Experimental research model made to test our Reactive Transformer architecture and Attention-based Memory System.
Reactive Transformer has additional Short-Term Memory layers, connected to model with Memory Cross-Attention, and updated by Memory Encoder and Memory Attention.
Short-Term Memory state is kept between interactions/event (single message), not between tokens in sequence - that's key difference between RxNNs and RNNs.
The goal of the architecture is to process only single messages and keep conversation history in Short-Term Memory - we believe, that this is the key requirement
for awareness and AGI. Processing all the chat history on every interaction is not natural and that's not how human awareness is working. Then, Reactive Transformer
architecture is a first step in transition from language models to awareness models.
This model (decoder) is the fine-tuned generator decoder for Reactive Transformer system, trained to process/generate single interactions (sequences) in real-time.

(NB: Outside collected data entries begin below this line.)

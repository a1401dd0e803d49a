//! # Host Handles
//!
//! Everything the operator reads from or writes to the host platform goes
//! through these traits. Handlers receive them explicitly in a [`Context`].

use crate::config::CharmConfig;
use crate::error::HostError;
use crate::pod_spec::PodSpec;
use crate::status::UnitStatus;
use crate::OperatorConfig;
use async_trait::async_trait;
use chrono::{DateTime, Utc};
use std::collections::BTreeMap;
use std::sync::atomic::{AtomicBool, AtomicUsize, Ordering};
use std::sync::Arc;
use tokio::sync::Mutex;
use tracing::debug;

pub type RelationId = usize;

/// Application data bag of one relation
pub type DataBag = BTreeMap<String, String>;

/// Leadership query for the local unit
#[async_trait]
pub trait Leadership: Send + Sync {
    async fn is_leader(&self) -> Result<bool, HostError>;
}

/// Receives the unit status
#[async_trait]
pub trait StatusSink: Send + Sync {
    async fn set_status(&self, status: UnitStatus) -> Result<(), HostError>;
}

/// Accepts the desired pod spec
#[async_trait]
pub trait PodSpecSink: Send + Sync {
    async fn set_spec(&self, spec: &PodSpec) -> Result<(), HostError>;
}

/// One remote application on a relation endpoint
#[derive(Debug, Clone, PartialEq, Eq)]
pub struct RemoteEndpoint {
    pub relation_id: RelationId,
    pub app: String,
    pub app_data: DataBag,
}

/// Relation data access
#[async_trait]
pub trait RelationStore: Send + Sync {
    /// Remote applications currently related on `endpoint`
    async fn remote_endpoints(&self, endpoint: &str) -> Result<Vec<RemoteEndpoint>, HostError>;

    /// Write a key into the local application's bag on a relation
    async fn set_local_app_data(&self, relation_id: RelationId, key: &str, value: String) -> Result<(), HostError>;
}

/// Handles and inputs for handling a single event
#[derive(Clone, Copy)]
pub struct Context<'a> {
    pub operator: &'a OperatorConfig,
    pub config: &'a CharmConfig,
    pub leadership: &'a dyn Leadership,
    pub status: &'a dyn StatusSink,
    pub relations: &'a dyn RelationStore,
    pub pod_spec: &'a dyn PodSpecSink,
}

impl<'a> Context<'a> {
    pub fn app_name(&self) -> &str {
        &self.operator.app_name
    }

    /// Model name, which is also the Kubernetes namespace
    pub fn model_name(&self) -> &str {
        &self.operator.model_name
    }
}

/// Owned set of host handles that outlives individual events
#[derive(Clone)]
pub struct HostHandles {
    pub leadership: Arc<dyn Leadership>,
    pub status: Arc<dyn StatusSink>,
    pub relations: Arc<dyn RelationStore>,
    pub pod_spec: Arc<dyn PodSpecSink>,
}

impl HostHandles {
    /// All handles served by one in-memory host
    pub fn in_memory(host: Arc<MemoryHost>) -> Self {
        Self {
            leadership: host.clone(),
            status: host.clone(),
            relations: host.clone(),
            pod_spec: host,
        }
    }

    pub fn with_pod_spec_sink(mut self, sink: Arc<dyn PodSpecSink>) -> Self {
        self.pod_spec = sink;
        self
    }

    pub fn context<'a>(&'a self, operator: &'a OperatorConfig, config: &'a CharmConfig) -> Context<'a> {
        Context {
            operator,
            config,
            leadership: self.leadership.as_ref(),
            status: self.status.as_ref(),
            relations: self.relations.as_ref(),
            pod_spec: self.pod_spec.as_ref(),
        }
    }
}

/// A status as it was recorded
#[derive(Debug, Clone, PartialEq)]
pub struct StatusRecord {
    pub status: UnitStatus,
    pub recorded_at: DateTime<Utc>,
}

#[derive(Debug, Clone)]
struct RelationState {
    endpoint: String,
    remote_app: String,
    remote_app_data: DataBag,
    local_app_data: DataBag,
}

/// In-process host: records statuses, relation data and published pod specs
#[derive(Debug, Default)]
pub struct MemoryHost {
    leader: AtomicBool,
    next_relation_id: AtomicUsize,
    statuses: Mutex<Vec<StatusRecord>>,
    relations: Mutex<BTreeMap<RelationId, RelationState>>,
    pod_specs: Mutex<Vec<PodSpec>>,
}

impl MemoryHost {
    pub fn new() -> Self {
        Self::default()
    }

    pub fn leader() -> Self {
        let host = Self::default();
        host.set_leader(true);
        host
    }

    pub fn set_leader(&self, leader: bool) {
        self.leader.store(leader, Ordering::SeqCst);
    }

    /// Relate a remote application on `endpoint` and return the relation id
    pub async fn add_relation(&self, endpoint: &str, remote_app: &str) -> RelationId {
        let id = self.next_relation_id.fetch_add(1, Ordering::SeqCst);
        self.relations.lock().await.insert(
            id,
            RelationState {
                endpoint: endpoint.to_string(),
                remote_app: remote_app.to_string(),
                remote_app_data: DataBag::new(),
                local_app_data: DataBag::new(),
            },
        );
        id
    }

    /// Register a relation under an externally assigned id unless it already exists.
    /// Returns whether it was added.
    pub async fn ensure_relation(&self, relation_id: RelationId, endpoint: &str, remote_app: &str) -> bool {
        let mut relations = self.relations.lock().await;
        if relations.contains_key(&relation_id) {
            return false;
        }
        relations.insert(
            relation_id,
            RelationState {
                endpoint: endpoint.to_string(),
                remote_app: remote_app.to_string(),
                remote_app_data: DataBag::new(),
                local_app_data: DataBag::new(),
            },
        );
        self.next_relation_id.fetch_max(relation_id + 1, Ordering::SeqCst);
        true
    }

    pub async fn remove_relation(&self, relation_id: RelationId) {
        self.relations.lock().await.remove(&relation_id);
    }

    pub async fn set_remote_app_data(
        &self,
        relation_id: RelationId,
        key: &str,
        value: impl Into<String>,
    ) -> Result<(), HostError> {
        let mut relations = self.relations.lock().await;
        let relation = relations
            .get_mut(&relation_id)
            .ok_or(HostError::UnknownRelation(relation_id))?;
        relation.remote_app_data.insert(key.to_string(), value.into());
        Ok(())
    }

    /// Local application bag of a relation, if the relation exists
    pub async fn local_app_data(&self, relation_id: RelationId) -> Option<DataBag> {
        self.relations
            .lock()
            .await
            .get(&relation_id)
            .map(|relation| relation.local_app_data.clone())
    }

    pub async fn statuses(&self) -> Vec<StatusRecord> {
        self.statuses.lock().await.clone()
    }

    pub async fn current_status(&self) -> Option<UnitStatus> {
        self.statuses.lock().await.last().map(|record| record.status.clone())
    }

    pub async fn pod_specs(&self) -> Vec<PodSpec> {
        self.pod_specs.lock().await.clone()
    }

    pub async fn last_pod_spec(&self) -> Option<PodSpec> {
        self.pod_specs.lock().await.last().cloned()
    }
}

#[async_trait]
impl Leadership for MemoryHost {
    async fn is_leader(&self) -> Result<bool, HostError> {
        Ok(self.leader.load(Ordering::SeqCst))
    }
}

#[async_trait]
impl StatusSink for MemoryHost {
    async fn set_status(&self, status: UnitStatus) -> Result<(), HostError> {
        debug!(%status, "Recording status");
        self.statuses.lock().await.push(StatusRecord {
            status,
            recorded_at: Utc::now(),
        });
        Ok(())
    }
}

#[async_trait]
impl PodSpecSink for MemoryHost {
    async fn set_spec(&self, spec: &PodSpec) -> Result<(), HostError> {
        self.pod_specs.lock().await.push(spec.clone());
        Ok(())
    }
}

#[async_trait]
impl RelationStore for MemoryHost {
    async fn remote_endpoints(&self, endpoint: &str) -> Result<Vec<RemoteEndpoint>, HostError> {
        Ok(self
            .relations
            .lock()
            .await
            .iter()
            .filter(|(_, relation)| relation.endpoint == endpoint)
            .map(|(id, relation)| RemoteEndpoint {
                relation_id: *id,
                app: relation.remote_app.clone(),
                app_data: relation.remote_app_data.clone(),
            })
            .collect())
    }

    async fn set_local_app_data(&self, relation_id: RelationId, key: &str, value: String) -> Result<(), HostError> {
        let mut relations = self.relations.lock().await;
        let relation = relations
            .get_mut(&relation_id)
            .ok_or(HostError::UnknownRelation(relation_id))?;
        relation.local_app_data.insert(key.to_string(), value);
        Ok(())
    }
}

Decoder is based on Mixture-of-Experts architecture with 12 experts and 2 active ones.
Same as in the first stage, in the second stage (Supervised Fine-Tuning) Memory Cross-Attention layers are frozen and STM is in default initial random
state (normal distribution with 0 mean and almost 0 variance), to not disturb interaction query-answer modeling. We are training decoder and encoder
separately, using shared embeddings from encoder training. Then, in third stage - Memory Reinforcement Learning, they will be connected into bigger
ensemble with additional Memory Norm and Memory Attention layers, and will learn how to keep and update memory.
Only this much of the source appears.